Grouping constrained optimization

[Sebastien77]

Hi all,

I am looking for an efficient solution to solve the following problem. Can anybody help?

Assume a set S of elements k_i and a set V of possible groupings G_j. A grouping G_j is a subset of S. Associate a weight w_ij to each mapping k_i to G_j. The weights are infinite if k_i ⊄ G_j, and finite signed number if k_i ⊂ G_j.

1) Find the set of mappings from S to V minimizing the sum of the associated weights under the constraint that each element of S can be involved in exactly one or no mapping.

2) Same question but by changing the constraint to "under the constraint that each element of S must be involved in exactly one mapping".

Note: For my application V is a minute fraction of all possible groupings of the elements of S.Sébastien

 

[Stephen Tashi]

A grouping G_j is a subset of S.

Perhaps you mean that a grouping is a collection of subsets of S that partition it in some way. If you want a "grouping" of S merely to be a subset of S, you should just call it a subset.

Associate a weight w_ij to each mapping k_i to G_j.

It isn't clear what set of mappings you are talking about. Let's consider one of these mappings. What is its domain and what is its codomain?

Does $w_{ij}$ depend only on the indices $i,j$ or can there be a different $w_{i,j}$ for each mapping?

 

[Sebastien77]

Yes, sorry. I hope the following will clarify:

S is a finite set of elements k_i
V is a subset of S, e.g. v₄={k₁,k₃}
E is a finite ensemble of V, e.g. E = { v₁={k₁}, v₂={k₁,k₂}, v₄={k₁,k₃}, v₄={k₂,k₄,k₅} }
f(S, V) → ]-∞,∞], (k_i,v_j) → w_ij, with w_ij infinite only if k_i ⊄ v_j.

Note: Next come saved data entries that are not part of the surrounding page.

//! Root-level health route.

use axum::routing::get;
use axum::Router;

use crate::handlers::health;
use crate::state::AppState;

/// ```text
/// GET    /health     liveness probe
/// ```
pub fn router() -> Router<AppState> {
    Router::new().route("/health", get(health::health))
}
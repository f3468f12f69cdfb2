//! Route definitions for country reference data.

use axum::routing::get;
use axum::Router;

use crate::handlers::countries;
use crate::state::AppState;

/// ```text
/// GET    /           list_countries
/// POST   /           create_country
/// GET    /{id}       get_country
/// PUT    /{id}       update_country
/// DELETE /{id}       delete_country
/// ```
pub fn router() -> Router<AppState> {
    Router::new()
        .route(
            "/",
            get(countries::list_countries).post(countries::create_country),
        )
        .route(
            "/{id}",
            get(countries::get_country)
                .put(countries::update_country)
                .delete(countries::delete_country),
        )
}
//! Route definitions for data point CRUD, submission, and audit trails.

use axum::routing::{get, post};
use axum::Router;

use crate::handlers::data_points;
use crate::state::AppState;

/// ```text
/// GET    /                     list_data_points
/// POST   /                     create_data_point
/// POST   /bulk                 bulk_import
/// GET    /{id}                 get_data_point
/// PUT    /{id}                 update_data_point
/// DELETE /{id}                 delete_data_point
/// POST   /{id}/submit          submit_data_point
/// GET    /{id}/audit-trail     get_audit_trail
/// GET    /{id}/audit-verify    verify_audit_trail
/// ```
pub fn router() -> Router<AppState> {
    Router::new()
        .route(
            "/",
            get(data_points::list_data_points).post(data_points::create_data_point),
        )
        .route("/bulk", post(data_points::bulk_import))
        .route(
            "/{id}",
            get(data_points::get_data_point)
                .put(data_points::update_data_point)
                .delete(data_points::delete_data_point),
        )
        .route("/{id}/submit", post(data_points::submit_data_point))
        .route("/{id}/audit-trail", get(data_points::get_audit_trail))
        .route("/{id}/audit-verify", get(data_points::verify_audit_trail))
}
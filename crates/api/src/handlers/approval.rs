//! Handlers for the data point approval workflow.
//!
//! Provides endpoints for claiming, approving, rejecting, and returning
//! submissions, the filterable approval queue, and bulk decisions.

use axum::extract::{Path, Query, State};
use axum::response::IntoResponse;
use axum::Json;
use chrono::Utc;
use serde::Deserialize;

use melboard_core::queue::{self, QueueFilters, SortField, SortOrder};
use melboard_core::types::DbId;
use melboard_core::workflow::{DataPointStatus, Priority};
use melboard_events::event_types;
use melboard_store::models::{BulkError, BulkOutcome, DataPoint};
use melboard_store::repositories::DataPointRepo;

use crate::error::{AppError, AppResult};
use crate::handlers::data_points::publish_data_point_event;
use crate::middleware::auth::AuthUser;
use crate::response::DataResponse;
use crate::state::AppState;

// ---------------------------------------------------------------------------
// Request bodies
// ---------------------------------------------------------------------------

/// Body for `POST /data-points/{id}/approve`.
#[derive(Debug, Default, Deserialize)]
pub struct ApproveRequest {
    pub feedback: Option<String>,
}

/// Body for `POST /data-points/{id}/reject`. The reason is mandatory.
#[derive(Debug, Deserialize)]
pub struct RejectRequest {
    pub reason: String,
}

/// Body for `POST /data-points/{id}/request-changes`. Feedback is mandatory.
#[derive(Debug, Deserialize)]
pub struct RequestChangesRequest {
    pub feedback: String,
}

/// Body for bulk approve.
#[derive(Debug, Deserialize)]
pub struct BulkApproveRequest {
    pub ids: Vec<DbId>,
    pub feedback: Option<String>,
}

/// Body for bulk reject. One reason applies to every item.
#[derive(Debug, Deserialize)]
pub struct BulkRejectRequest {
    pub ids: Vec<DbId>,
    pub reason: String,
}

/// Verify the reviewer's country scope covers the data point.
async fn ensure_review_scope(state: &AppState, auth: &AuthUser, id: DbId) -> AppResult<()> {
    let view = DataPointRepo::find_view_by_id(&state.store, id).await?;
    auth.require_country_scope(view.country_id)
}

// ---------------------------------------------------------------------------
// Single decisions
// ---------------------------------------------------------------------------

/// POST /api/v1/data-points/{id}/review
///
/// Claim a submission for review (`submitted` -> `in_review`).
pub async fn mark_in_review(
    auth: AuthUser,
    State(state): State<AppState>,
    Path(id): Path<DbId>,
) -> AppResult<impl IntoResponse> {
    auth.require_reviewer()?;
    ensure_review_scope(&state, &auth, id).await?;

    let dp = DataPointRepo::mark_in_review(&state.store, id, auth.user_id).await?;
    publish_data_point_event(&state, event_types::DATA_POINT_IN_REVIEW, &dp, auth.user_id);

    tracing::info!(user_id = auth.user_id, data_point_id = id, "Data point claimed for review");

    Ok(Json(DataResponse { data: dp }))
}

/// POST /api/v1/data-points/{id}/approve
///
/// Approve a pending submission. Irreversible.
pub async fn approve_data_point(
    auth: AuthUser,
    State(state): State<AppState>,
    Path(id): Path<DbId>,
    Json(input): Json<ApproveRequest>,
) -> AppResult<impl IntoResponse> {
    auth.require_reviewer()?;
    ensure_review_scope(&state, &auth, id).await?;

    let dp = DataPointRepo::approve(&state.store, id, auth.user_id, input.feedback.as_deref())
        .await?;
    publish_data_point_event(&state, event_types::DATA_POINT_APPROVED, &dp, auth.user_id);

    tracing::info!(user_id = auth.user_id, data_point_id = id, "Data point approved");

    Ok(Json(DataResponse { data: dp }))
}

/// POST /api/v1/data-points/{id}/reject
///
/// Reject a pending submission with a mandatory reason, returning it to
/// draft.
pub async fn reject_data_point(
    auth: AuthUser,
    State(state): State<AppState>,
    Path(id): Path<DbId>,
    Json(input): Json<RejectRequest>,
) -> AppResult<impl IntoResponse> {
    auth.require_reviewer()?;
    ensure_review_scope(&state, &auth, id).await?;

    let dp = DataPointRepo::reject(&state.store, id, auth.user_id, &input.reason).await?;
    publish_data_point_event(&state, event_types::DATA_POINT_REJECTED, &dp, auth.user_id);

    tracing::info!(
        user_id = auth.user_id,
        data_point_id = id,
        rejection_count = dp.rejection_count,
        "Data point rejected"
    );

    Ok(Json(DataResponse { data: dp }))
}

/// POST /api/v1/data-points/{id}/request-changes
///
/// Return a pending submission to its submitter with mandatory feedback.
pub async fn request_changes(
    auth: AuthUser,
    State(state): State<AppState>,
    Path(id): Path<DbId>,
    Json(input): Json<RequestChangesRequest>,
) -> AppResult<impl IntoResponse> {
    auth.require_reviewer()?;
    ensure_review_scope(&state, &auth, id).await?;

    let dp = DataPointRepo::request_changes(&state.store, id, auth.user_id, &input.feedback)
        .await?;
    publish_data_point_event(
        &state,
        event_types::DATA_POINT_CHANGES_REQUESTED,
        &dp,
        auth.user_id,
    );

    tracing::info!(user_id = auth.user_id, data_point_id = id, "Changes requested");

    Ok(Json(DataResponse { data: dp }))
}

// ---------------------------------------------------------------------------
// Approval queue
// ---------------------------------------------------------------------------

/// Query params for `GET /approval-queue`.
#[derive(Debug, Default, Deserialize)]
pub struct ApprovalQueueQuery {
    pub status: Option<DataPointStatus>,
    pub priority: Option<Priority>,
    pub submitted_by: Option<DbId>,
    pub max_age_days: Option<i64>,
    #[serde(default)]
    pub sort_by: SortField,
    #[serde(default)]
    pub order: SortOrder,
}

/// GET /api/v1/approval-queue
///
/// Returns pending submissions (submitted or in review) enriched with
/// related names, filtered and sorted in memory.
pub async fn approval_queue(
    auth: AuthUser,
    State(state): State<AppState>,
    Query(params): Query<ApprovalQueueQuery>,
) -> AppResult<impl IntoResponse> {
    auth.require_reviewer()?;

    let items = DataPointRepo::queue_items(&state.store).await;
    let filters = QueueFilters {
        status: params.status,
        priority: params.priority,
        submitted_by: params.submitted_by,
        max_age_days: params.max_age_days,
    };
    let items = queue::apply(items, &filters, params.sort_by, params.order, Utc::now());

    Ok(Json(DataResponse { data: items }))
}

// ---------------------------------------------------------------------------
// Bulk decisions
// ---------------------------------------------------------------------------

/// Dispatch one decision per id concurrently and aggregate pass/fail.
///
/// Partial failure is reported, never rolled back; `success_count +
/// failure_count` always equals the number of requested ids.
async fn bulk_decide<F, Fut>(ids: Vec<DbId>, decide: F) -> (BulkOutcome, Vec<DataPoint>)
where
    F: Fn(DbId) -> Fut,
    Fut: std::future::Future<Output = Result<DataPoint, AppError>>,
{
    let results = futures::future::join_all(ids.into_iter().map(|id| {
        let fut = decide(id);
        async move { (id, fut.await) }
    }))
    .await;

    let mut outcome = BulkOutcome {
        success_count: 0,
        failure_count: 0,
        errors: Vec::new(),
    };
    let mut decided = Vec::new();
    for (id, result) in results {
        match result {
            Ok(dp) => {
                outcome.success_count += 1;
                decided.push(dp);
            }
            Err(e) => {
                outcome.failure_count += 1;
                outcome.errors.push(BulkError {
                    id,
                    error: e.to_string(),
                });
            }
        }
    }
    (outcome, decided)
}

/// POST /api/v1/data-points/bulk/approve
pub async fn bulk_approve(
    auth: AuthUser,
    State(state): State<AppState>,
    Json(input): Json<BulkApproveRequest>,
) -> AppResult<impl IntoResponse> {
    auth.require_reviewer()?;

    let total = input.ids.len();
    let feedback = input.feedback;
    let (outcome, decided) = bulk_decide(input.ids, |id| {
        let state = state.clone();
        let auth = auth.clone();
        let feedback = feedback.clone();
        async move {
            ensure_review_scope(&state, &auth, id).await?;
            DataPointRepo::approve(&state.store, id, auth.user_id, feedback.as_deref())
                .await
                .map_err(AppError::from)
        }
    })
    .await;

    for dp in &decided {
        publish_data_point_event(&state, event_types::DATA_POINT_APPROVED, dp, auth.user_id);
    }

    tracing::info!(
        user_id = auth.user_id,
        total,
        approved = outcome.success_count,
        failed = outcome.failure_count,
        "Bulk approve finished"
    );

    Ok(Json(DataResponse { data: outcome }))
}

/// POST /api/v1/data-points/bulk/reject
pub async fn bulk_reject(
    auth: AuthUser,
    State(state): State<AppState>,
    Json(input): Json<BulkRejectRequest>,
) -> AppResult<impl IntoResponse> {
    auth.require_reviewer()?;

    let total = input.ids.len();
    let reason = input.reason;
    let (outcome, decided) = bulk_decide(input.ids, |id| {
        let state = state.clone();
        let auth = auth.clone();
        let reason = reason.clone();
        async move {
            ensure_review_scope(&state, &auth, id).await?;
            DataPointRepo::reject(&state.store, id, auth.user_id, &reason)
                .await
                .map_err(AppError::from)
        }
    })
    .await;

    for dp in &decided {
        publish_data_point_event(&state, event_types::DATA_POINT_REJECTED, dp, auth.user_id);
    }

    tracing::info!(
        user_id = auth.user_id,
        total,
        rejected = outcome.success_count,
        failed = outcome.failure_count,
        "Bulk reject finished"
    );

    Ok(Json(DataResponse { data: outcome }))
}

The problem is to find the ensemble M of elements of E minimizing ∑_ij w_ij computed over all elements of S and M, under one of the following two constraints:

Problem 1) each k_i is member of one or no element of M
Problem 2) each k_i is member of exactly one element of M (for this case we assume that at least a valid solution exists in E)

 

[Stephen Tashi]

Yes, sorry. I hope the following will clarify:

S is a finite set of elements k_i
V is a subset of S, e.g. v₄={k₁,k₃}

I think you mean that $V$ is a set whose members are each subsets of $S$. Do you want them to be distinct subsets? For example, can we have $v_4 = \{k_1, k_2\}$ and $v_5 = \{k_1, k_2\}$

E is a finite ensemble of V, e.g. E = { v₁={k₁}, v₂={k₁,k₂}, v₄={k₁,k₃}, v₄={k₂,k₄,k₅} }

f(S, V) → ]-∞,∞], (k_i,v_j) → w_ij, with w_ij infinite only if k_i ⊄ v_j.

Do you mean "infinite if and only if $k_i \notin v_j$" ?

The problem is to find the ensemble M of elements of E minimizing ∑_ij w_ij computed over all elements of S and M, under one of the following two constraints:

Problem 1) each k_i is member of one or no element of M

In that context, I think "member of one" means "member of exactly one" (as opposed to "member of at least one").

Problem 2) each k_i is member of exactly one element of M (for this case we assume that at least a valid solution exists in E)

If this problem arises from an application, it might help to tell about the application.

 

[Sebastien77]

I think you mean that $V$ is a set whose members are each subsets of $S$. Do you want them to be distinct subsets? For example, can we have $v_4 = \{k_1, k_2\}$ and $v_5 = \{k_1, k_2\}$

Do you mean "infinite if and only if $k_i \notin v_j$" ?

In that context, I think "member of one" means "member of exactly one" (as opposed to "member of at least one").

If this problem arises from an application, it might help to tell about the application.

Yes, I was inaccurate, they should be distinct subsets.
Yes, I meant "infinite if and only if $k_i \notin v_j$", thanks for the correction.
Yes, "member of exactly one" (problem 2) and "member of exactly one or not member of any" (problem 1).
The elements of S are the edges of a planar graph and I am looking for an ensemble of oriented loops with no common oriented edge that would optimize a given metric.